Doctors make mistakes.  There are misdiagnoses and inappropriate treatments in 15% of patient illnesses, which results in almost 100,000 deaths each year.  With yearly health care costs nearing $2.5 trillion, the 15% error rate suggests up to $375 billion may be spent in inappropriate treatments.       

Doctors don’t understand medicine perfectly and they cannot predict all the physiological interactions.  Sometimes patients have unexpected poor outcomes and sometimes doctors err.  Regardless of the path to injury, doctors are acutely aware of punitive lawsuits and insurance costs ($3,000 to $201,000 per year).  The AMA says 93% of physicians practice defensive medicine to lower the chance of being sued.  Doctors avoid “risky” treatments such as trauma surgery or traditional childbirth, thus withholding appropriate medical treatment.  They avoid patients who are likely to be litigious.  They conduct extra, unneeded tests and seek unneeded second opinions to build a thicker defense in case they are sued.  They also hospitalize patients to reduce liability risk.  

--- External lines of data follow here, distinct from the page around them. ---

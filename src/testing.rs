//! In-memory collaborators and fixtures for exercising the reconciler,
//! dispatcher and HTTP API without any external service.
//!
//! Each fake records the calls it receives and can be told to fail, so tests
//! can assert both on outcomes and on the exact traffic that was generated.

use std::collections::{HashMap, HashSet};
use std::sync::{Arc, Mutex, MutexGuard};

use async_trait::async_trait;
use chrono::{DateTime, Duration, Utc};

use crate::clients::{
    ClientError, CreateScheduleRequest, DeliveryChannel, Directory, SchedulerClient,
    SchedulerError, TaskStore,
};
use crate::config::{Config, ReminderTarget, ServiceUrls};
use crate::dispatch::Notification;
use crate::reconcile::Clock;
use crate::task::record::TASK_ID_ATTR;
use crate::task::{string_attr, Image, Task};

fn lock<T>(mutex: &Mutex<T>) -> MutexGuard<'_, T> {
    mutex.lock().unwrap_or_else(|poisoned| poisoned.into_inner())
}

/// Configuration with fixed identifiers and a one hour reminder offset.
pub fn test_config() -> Config {
    Config {
        reminder_offset: Duration::minutes(60),
        target: ReminderTarget {
            dispatcher_arn: "arn:test:dispatcher".to_string(),
            role_arn: "arn:test:scheduler-role".to_string(),
            group_name: "default".to_string(),
        },
        user_pool_id: "test-pool".to_string(),
        table_name: "tasks".to_string(),
        topic_arn: "arn:test:topic".to_string(),
        services: ServiceUrls {
            scheduler: "http://127.0.0.1:9".to_string(),
            task_store: "http://127.0.0.1:9".to_string(),
            directory: "http://127.0.0.1:9".to_string(),
            delivery: "http://127.0.0.1:9".to_string(),
            api_key: None,
        },
        host: "127.0.0.1".to_string(),
        port: 0,
    }
}

/// A clock frozen at `at`.
pub fn fixed_clock(at: DateTime<Utc>) -> Clock {
    Arc::new(move || at)
}

/// A call received by [`InMemoryScheduler`], by schedule name.
#[derive(Debug, Clone, PartialEq, Eq)]
pub enum SchedulerCall {
    Create(String),
    Delete(String),
}

/// Scheduler with the same name semantics as the real one: creating an
/// existing name conflicts and deleting a missing name is "not found".
#[derive(Default)]
pub struct InMemoryScheduler {
    /// Seeded schedules have no request body.
    schedules: Mutex<HashMap<String, Option<CreateScheduleRequest>>>,
    calls: Mutex<Vec<SchedulerCall>>,
    failing_deletes: Mutex<HashSet<String>>,
    failing_creates: Mutex<HashSet<String>>,
}

impl InMemoryScheduler {
    pub fn new() -> Self {
        Self::default()
    }

    /// Pretend a schedule already exists, e.g. from an earlier run.
    pub fn seed(&self, name: &str) {
        lock(&self.schedules).insert(name.to_string(), None);
    }

    pub fn fail_deletes_for(&self, name: &str) {
        lock(&self.failing_deletes).insert(name.to_string());
    }

    pub fn fail_creates_for(&self, name: &str) {
        lock(&self.failing_creates).insert(name.to_string());
    }

    /// Every call received so far, in order.
    pub fn calls(&self) -> Vec<SchedulerCall> {
        lock(&self.calls).clone()
    }

    /// The request a live schedule was created with.
    pub fn schedule(&self, name: &str) -> Option<CreateScheduleRequest> {
        lock(&self.schedules).get(name).cloned().flatten()
    }

    pub fn exists(&self, name: &str) -> bool {
        lock(&self.schedules).contains_key(name)
    }

    /// Names of all live schedules, sorted.
    pub fn names(&self) -> Vec<String> {
        let mut names: Vec<String> = lock(&self.schedules).keys().cloned().collect();
        names.sort();
        names
    }
}

#[async_trait]
impl SchedulerClient for InMemoryScheduler {
    async fn create_schedule(&self, request: &CreateScheduleRequest) -> Result<(), SchedulerError> {
        lock(&self.calls).push(SchedulerCall::Create(request.name.clone()));

        if lock(&self.failing_creates).contains(&request.name) {
            return Err(SchedulerError::Http {
                status: 500,
                body: "injected create failure".to_string(),
            });
        }

        let mut schedules = lock(&self.schedules);
        if schedules.contains_key(&request.name) {
            return Err(SchedulerError::Conflict(request.name.clone()));
        }
        schedules.insert(request.name.clone(), Some(request.clone()));
        Ok(())
    }

    async fn delete_schedule(&self, name: &str) -> Result<(), SchedulerError> {
        lock(&self.calls).push(SchedulerCall::Delete(name.to_string()));

        if lock(&self.failing_deletes).contains(name) {
            return Err(SchedulerError::Http {
                status: 500,
                body: "injected delete failure".to_string(),
            });
        }

        match lock(&self.schedules).remove(name) {
            Some(_) => Ok(()),
            None => Err(SchedulerError::NotFound(name.to_string())),
        }
    }
}

/// Task store keyed by `taskId`.
#[derive(Default)]
pub struct InMemoryTaskStore {
    items: Mutex<HashMap<String, Image>>,
    failure: Mutex<Option<String>>,
}

impl InMemoryTaskStore {
    pub fn new() -> Self {
        Self::default()
    }

    /// Store an image under its `taskId`. Images without one are dropped.
    pub fn insert(&self, image: Image) {
        if let Some(id) = string_attr(&image, TASK_ID_ATTR).map(str::to_string) {
            lock(&self.items).insert(id, image);
        }
    }

    /// Make every subsequent lookup fail.
    pub fn fail_with(&self, message: &str) {
        *lock(&self.failure) = Some(message.to_string());
    }
}

#[async_trait]
impl TaskStore for InMemoryTaskStore {
    async fn get_task(&self, task_id: &str) -> Result<Option<Task>, ClientError> {
        if let Some(message) = lock(&self.failure).clone() {
            return Err(ClientError::Http {
                service: "task store",
                status: 503,
                body: message,
            });
        }
        Ok(lock(&self.items).get(task_id).and_then(Task::from_image))
    }
}

/// Directory mapping assignee ids to contact addresses.
#[derive(Default)]
pub struct InMemoryDirectory {
    contacts: Mutex<HashMap<String, String>>,
    lookups: Mutex<Vec<String>>,
    failure: Mutex<Option<String>>,
}

impl InMemoryDirectory {
    pub fn new() -> Self {
        Self::default()
    }

    pub fn insert(&self, assignee_id: &str, address: &str) {
        lock(&self.contacts).insert(assignee_id.to_string(), address.to_string());
    }

    pub fn fail_with(&self, message: &str) {
        *lock(&self.failure) = Some(message.to_string());
    }

    /// Assignee ids looked up so far.
    pub fn lookups(&self) -> Vec<String> {
        lock(&self.lookups).clone()
    }
}

#[async_trait]
impl Directory for InMemoryDirectory {
    async fn get_contact_address(&self, assignee_id: &str) -> Result<Option<String>, ClientError> {
        lock(&self.lookups).push(assignee_id.to_string());
        if let Some(message) = lock(&self.failure).clone() {
            return Err(ClientError::Http {
                service: "directory",
                status: 503,
                body: message,
            });
        }
        Ok(lock(&self.contacts).get(assignee_id).cloned())
    }
}

/// Delivery channel that keeps every message it is asked to send.
#[derive(Default)]
pub struct InMemoryDelivery {
    sent: Mutex<Vec<(String, Notification)>>,
    failure: Mutex<Option<String>>,
}

impl InMemoryDelivery {
    pub fn new() -> Self {
        Self::default()
    }

    pub fn fail_with(&self, message: &str) {
        *lock(&self.failure) = Some(message.to_string());
    }

    /// `(address, notification)` pairs delivered so far.
    pub fn sent(&self) -> Vec<(String, Notification)> {
        lock(&self.sent).clone()
    }
}

#[async_trait]
impl DeliveryChannel for InMemoryDelivery {
    async fn send(&self, address: &str, notification: &Notification) -> Result<(), ClientError> {
        if let Some(message) = lock(&self.failure).clone() {
            return Err(ClientError::Http {
                service: "delivery",
                status: 503,
                body: message,
            });
        }
        lock(&self.sent).push((address.to_string(), notification.clone()));
        Ok(())
    }
}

Defensive medicine costs were estimated at $70 billion per year in 2000 and $191 billion to $239 billion in 2008, but the direct cost of liability insurance and jury awards is in the tens of billions of dollars.  Patients and taxpayers ultimately pay for both defensive medicine and liability costs.  Contrary to popular ignorance, the costs don’t disappear into the insurance cloud. 

Despite sanctimonious claims that they care for injured parties, medical malpractice lawyers in Florida typically refuse contingency representation for the 80% of injured patients whose case is expected to be worth less than $600,000.  In 2008, the average malpractice award was $4.7 million.  Only the soon-to-be-wealthy patients need apply for a lawyer’s help.  In the juicy cases considered worthy of litigation, 33% of awards go to lawyers and more go to “other costs,“ including the pay-for-play experts hired to win tort cases.  About half goes to injured patients.

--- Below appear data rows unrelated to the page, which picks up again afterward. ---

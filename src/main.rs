use deadline_reminders::{api, config::Config};
use tracing_subscriber::{layer::SubscriberExt, util::SubscriberInitExt};

#[tokio::main]
async fn main() -> anyhow::Result<()> {
    tracing_subscriber::registry()
        .with(
            tracing_subscriber::EnvFilter::try_from_default_env()
                .unwrap_or_else(|_| "deadline_reminders=info,tower_http=info".into()),
        )
        .with(tracing_subscriber::fmt::layer())
        .init();

    let config = Config::from_env()?;

    tracing::info!(
        offset_minutes = config.reminder_offset.num_minutes(),
        group = %config.target.group_name,
        "Starting deadline reminder service"
    );

    api::serve(config).await
}
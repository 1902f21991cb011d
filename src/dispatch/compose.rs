//! Reminder message composition.

use chrono::Duration;
use serde::Serialize;

pub const REMINDER_SUBJECT: &str = "Task Reminder";

/// An outbound reminder message.
#[derive(Debug, Clone, PartialEq, Eq, Serialize)]
pub struct Notification {
    pub subject: String,
    pub body: String,
}

/// Build the reminder for a task due `offset` from now.
pub fn compose(title: &str, task_id: &str, deadline: &str, offset: Duration) -> Notification {
    Notification {
        subject: REMINDER_SUBJECT.to_string(),
        body: format!(
            "Reminder: Task '{}' (ID: {}) is due in {} at {}.",
            title,
            task_id,
            format_offset(offset),
            deadline
        ),
    }
}

fn plural(n: i64, unit: &str) -> String {
    format!("{} {}{}", n, unit, if n == 1 { "" } else { "s" })
}

/// Human-readable lead time, e.g. `1 hour` or `1 day 2 hours`.
pub fn format_offset(offset: Duration) -> String {
    let minutes = offset.num_minutes().max(0);

    if minutes < 60 {
        plural(minutes, "minute")
    } else if minutes < 24 * 60 {
        let hours = minutes / 60;
        let mins = minutes % 60;
        if mins > 0 {
            format!("{} {}", plural(hours, "hour"), plural(mins, "minute"))
        } else {
            plural(hours, "hour")
        }
    } else {
        let days = minutes / (24 * 60);
        let hours = (minutes % (24 * 60)) / 60;
        if hours > 0 {
            format!("{} {}", plural(days, "day"), plural(hours, "hour"))
        } else {
            plural(days, "day")
        }
    }
}

#[cfg(test)]
mod tests {
    use super::*;

    #[test]
    fn test_compose() {
        let message = compose(
            "Complete Report",
            "task123",
            "2025-04-20T12:00:00Z",
            Duration::minutes(60),
        );
        assert_eq!(message.subject, "Task Reminder");
        assert_eq!(
            message.body,
            "Reminder: Task 'Complete Report' (ID: task123) is due in 1 hour at 2025-04-20T12:00:00Z."
        );
    }

    #[test]
    fn test_format_offset() {
        assert_eq!(format_offset(Duration::minutes(1)), "1 minute");
        assert_eq!(format_offset(Duration::minutes(30)), "30 minutes");
        assert_eq!(format_offset(Duration::minutes(60)), "1 hour");
        assert_eq!(format_offset(Duration::minutes(90)), "1 hour 30 minutes");
        assert_eq!(format_offset(Duration::minutes(120)), "2 hours");
        assert_eq!(format_offset(Duration::minutes(24 * 60)), "1 day");
        assert_eq!(format_offset(Duration::minutes(25 * 60)), "1 day 1 hour");
        assert_eq!(format_offset(Duration::minutes(2 * 24 * 60)), "2 days");
    }
}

The malpractice representation system is a high cost, rationed justice.  It magnifies the costs of inherently imprecise medical care, dissuades doctors from pursuing the best treatments and imposes costs on innocent bystanders.  It is designed without the patient or taxpayer in mind.  

So what’s to be done?  We can start with a clear target.  Our first aim in righting patient injury must be to heal the injury as much as medically possible.  The second aim is to reduce total costs of this healing to all patients, taxpayers, and physicians.  The third aim is to reduce the incidence of misdiagnosis and inappropriate treatment.  The fourth aim should be to provide tort-insulation for physicians who prescribe inherently risky treatments (e.g. natural childbirth or trauma surgery) if they adequately inform their patient or surrogate of the risks.  

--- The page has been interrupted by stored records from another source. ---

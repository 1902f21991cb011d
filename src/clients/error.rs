//! Errors returned by the external service clients.

use thiserror::Error;

/// Failure of a call against the scheduler service.
#[derive(Debug, Error)]
pub enum SchedulerError {
    /// The named schedule does not exist. Callers deleting a schedule treat
    /// this as success.
    #[error("schedule {0} not found")]
    NotFound(String),

    #[error("schedule {0} already exists")]
    Conflict(String),

    #[error("scheduler returned {status}: {body}")]
    Http { status: u16, body: String },

    #[error("scheduler request failed: {0}")]
    Transport(String),
}

impl SchedulerError {
    pub fn is_not_found(&self) -> bool {
        matches!(self, Self::NotFound(_))
    }
}

impl From<reqwest::Error> for SchedulerError {
    fn from(e: reqwest::Error) -> Self {
        Self::Transport(e.to_string())
    }
}

/// Failure of a call against the task store, directory or delivery channel.
#[derive(Debug, Error)]
pub enum ClientError {
    #[error("{service} returned {status}: {body}")]
    Http {
        service: &'static str,
        status: u16,
        body: String,
    },

    #[error("{service} request failed: {message}")]
    Transport {
        service: &'static str,
        message: String,
    },

    #[error("{service} response could not be decoded: {message}")]
    Decode {
        service: &'static str,
        message: String,
    },
}

impl ClientError {
    pub fn transport(service: &'static str, e: impl std::fmt::Display) -> Self {
        Self::Transport {
            service,
            message: e.to_string(),
        }
    }

    pub fn decode(service: &'static str, e: impl std::fmt::Display) -> Self {
        Self::Decode {
            service,
            message: e.to_string(),
        }
    }
}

These goals are being achieved by use of a Patient Compensation System (PCS) in Sweden.  The physician is insulated from pain and suffering claims, but not from medical damages.  There, the emphasis is on helping the injured patient, not on treasure for attorneys and their pay-for-play “expert witnesses.”  PCS avoids a medically inept jury responding to a lawyer’s sob story and entreaties to “send a message” via a huge award.  A PCS similar to that in Sweden is being proposed in Florida as a “no fault” system similar to Workman’s Compensation.  It would remove the incentive for defensive medicine, potentially saving $16 billion per year in Florida alone.  PCS may not be the best system, but we currently have the worst and we deserve better.

Alan Daley is a retired businessman living in Florida and following public policy issues from a consumer’s perspective.